Originally posted Thursday, August 28, 2019 by RODNEY HO/rho@ajc.com on his AJC Radio & TV Talk blog
Veteran talk-show host Neal Boortz is opting for a "full" retirement, pulling the plug on his daily commentary on WSB and his own subscription-based podcast for a life of full-time leisure.
At age 74, more than six years removed from his successful nationally syndicated daily talk show, he couldn’t sift through the daily news grind anymore - even in small doses.
"The stress, the anxiety, in spades. I can't believe what is happening to this country," Boortz said during his final commentary last Friday on 95.5 WSB Atlanta's News and Talk. "I can't watch the news anymore. I'll watch 'America's Funniest Home Videos" even if [host] Alfonso [Ribeiro] is a dork!"
He thinks America is heading to a disaster, if not already in one.
“The Democrats aren’t satisfied with taxing income,” he said in an exclusive interview Wednesday. “They want to tax wealth!”
He believes the United States has outlived its life expectancy and on the road to irrelevancy.
As for Millennials and their younger Gen Z brethren? Get off Boortz’s lawn!

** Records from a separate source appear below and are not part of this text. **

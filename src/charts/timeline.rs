//! Version timeline: mean composite per version, per family

use super::palette::{self, AXIS_TEXT, BAR_GOOD, GRID_LINE, TITLE};
use super::{bold, font, render_to, smaller, DrawResult};
use crate::aggregates::FamilyTrajectory;
use crate::catalog;
use crate::config::ChartConfig;
use crate::error::Result;
use plotters::prelude::*;
use plotters::style::text_anchor::{HPos, Pos, VPos};
use std::path::Path;

const DEFAULT_FLOOR: f64 = 0.3;
const CEILING: f64 = 1.08;

/// Lower y bound: 0.3 unless a point falls below it
fn y_floor(trajectories: &[FamilyTrajectory]) -> f64 {
    trajectories
        .iter()
        .flat_map(|t| t.points.iter().map(|p| p.mean_composite))
        .fold(DEFAULT_FLOOR, |low, v| low.min(v - 0.05))
        .max(0.0)
}

/// Render one line per family, x = chronological position within the family
pub fn render_version_timeline(
    trajectories: &[FamilyTrajectory],
    path: &Path,
    config: &ChartConfig,
) -> Result<()> {
    render_to(path, "version_timeline", |p| draw_timeline(trajectories, p, config))
}

fn draw_timeline(trajectories: &[FamilyTrajectory], path: &Path, config: &ChartConfig) -> DrawResult {
    let root = BitMapBackend::new(path, config.timeline_size).into_drawing_area();
    root.fill(&WHITE)?;

    let longest = trajectories
        .iter()
        .map(|t| catalog::family_versions(t.family).count())
        .max()
        .unwrap_or(1)
        .max(1);
    let x_range = -0.5f64..(longest as f64 - 0.5);
    let floor = y_floor(trajectories);

    let mut chart = ChartBuilder::on(&root)
        .caption(
            "LLM Performance Trajectory: Nanopore Metagenomics Pipeline Generation",
            bold(config, smaller(config.caption_size, 6)).color(&TITLE),
        )
        .margin(20)
        .x_label_area_size(50)
        .y_label_area_size(70)
        .build_cartesian_2d(x_range.clone(), floor..CEILING)?;

    chart
        .configure_mesh()
        .x_labels(longest)
        .x_label_formatter(&|x| format!("{x:.0}"))
        .y_label_formatter(&|y| format!("{y:.1}"))
        .x_desc("Model Version (chronological within family)")
        .y_desc("Average Composite Score")
        .axis_style(GRID_LINE)
        .light_line_style(WHITE)
        .bold_line_style(GRID_LINE.mix(0.5))
        .label_style(font(config, smaller(config.label_size, 2)).color(&AXIS_TEXT))
        .axis_desc_style(font(config, smaller(config.label_size, 1)).color(&AXIS_TEXT))
        .draw()?;

    // Perfect score reference
    chart.draw_series(DashedLineSeries::new(
        vec![(x_range.start, 1.0), (x_range.end, 1.0)],
        8,
        6,
        BAR_GOOD.mix(0.4).stroke_width(1),
    ))?;
    chart.draw_series(std::iter::once(Text::new(
        "Perfect".to_string(),
        (x_range.start + 0.05, 1.01),
        font(config, 11).color(&BAR_GOOD.mix(0.6)).pos(Pos::new(HPos::Left, VPos::Bottom)),
    )))?;

    for trajectory in trajectories {
        let color = palette::family_color(trajectory.family);
        let points: Vec<(f64, f64)> = trajectory
            .points
            .iter()
            .map(|p| (p.position as f64, p.mean_composite))
            .collect();

        chart
            .draw_series(LineSeries::new(points.clone(), color.stroke_width(2)))?
            .label(trajectory.family.display_name())
            .legend(move |(x, y)| PathElement::new(vec![(x, y), (x + 20, y)], color.stroke_width(2)));
        chart.draw_series(points.iter().map(|&p| Circle::new(p, 5, color.filled())))?;

        if let Some(last) = trajectory.points.last() {
            let (px, py) = chart.backend_coord(&(last.position as f64, last.mean_composite));
            root.draw(&Text::new(
                last.short_label.to_string(),
                (px + 8, py - 4),
                bold(config, 12).color(&color).pos(Pos::new(HPos::Left, VPos::Bottom)),
            ))?;
        }
    }

    chart
        .configure_series_labels()
        .position(SeriesLabelPosition::LowerRight)
        .background_style(WHITE.mix(0.8))
        .border_style(WHITE)
        .label_font(font(config, 12))
        .draw()?;

    root.present()?;
    Ok(())
}

#[cfg(test)]
mod tests {
    use super::*;
    use crate::aggregates::{version_trajectories, TrajectoryPoint};
    use crate::catalog::ModelFamily;
    use crate::data::{ScoreRow, ScoringMatrix};
    use approx::assert_relative_eq;

    #[test]
    fn test_y_floor() {
        let mut trajectories = vec![FamilyTrajectory { family: ModelFamily::Claude, points: vec![] }];
        assert_relative_eq!(y_floor(&trajectories), 0.3);

        trajectories[0].points.push(TrajectoryPoint {
            position: 0,
            version: "sonnet_3.5",
            short_label: "S3.5",
            mean_composite: 0.1,
        });
        assert_relative_eq!(y_floor(&trajectories), 0.05, epsilon = 1e-12);
    }

    #[test]
    fn test_render_timeline_writes_png() {
        let dir = tempfile::tempdir().unwrap();
        let path = dir.path().join("nested").join("version_timeline.png");
        let matrix = ScoringMatrix::new(vec![
            ScoreRow::new(ModelFamily::Claude, "sonnet_4", 1, "Basecalling", ["A", "C", "P", "S", "R"]),
            ScoreRow::new(ModelFamily::Claude, "opus_4.6", 1, "Basecalling", ["C", "C", "P", "S", "R"]),
        ]);

        render_version_timeline(&version_trajectories(&matrix), &path, &ChartConfig::default()).unwrap();
        assert!(path.exists());
    }
}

“They think socialism is such a wonderful thing,” he said. “They were raised with participation trophies. We’re not going to keep score. There are no winners and losers! ... I don’t have to work at this. I’m on the playing field. I won! That’s the way I was raised. Where’s my stuff?”
And political correctness? Out of control. “Things are so rotten out there now,” Boortz said. “Everybody is a racist. Everybody is trans. People are posting their pronouns on their Twitter bios. Men are competing with women in sports.”
Boortz was a full-time talk-show host in Atlanta with a Libertarian streak going back to the late 1960s. He was syndicated for 14 years before retiring from that gig at the start of Barack Obama's second term in early 2013.
He kept his kept his hard-core fans happy with shots of Boortz thoughts a couple of minutes a day on WSB and for a small monthly fee, podcast rants for a few thousand subscribers.
The podcast money, he said, paid for aviation fuel and hangar space for his hobby of airplane flying. .
But it was still work. And enough was enough: “I stretched that out for six years. That’s a pretty good run.”
But otherwise, he is planning trips to Texas and Alaska. On quieter days in Naples, he’ll relax in front of the TV in the morning, avoiding “Fox and Friends” and catching re-runs of childhood favorites “The Lone Ranger and “The Rifleman” instead.
He said after just a few days of stopping the commentaries, he already feels calmer.
His farewell message? “I’m just going to enjoy my family, my friends and my travels while the rest of you can pull the country back from the brink,” he told the WSB audience.
Not that he’ll entirely disappear.
He will still return every summer for the annual WSB Careathon for the Aflac Cancer & Blood Disorders Center of Children's Healthcare of Atlanta and joke around with Clark Howard and former producer Belinda Skelton.
And he is planning a book offering not so warm-and-fuzzy advice for recent high school graduates tentatively titled “What You Know That Ain’t So.”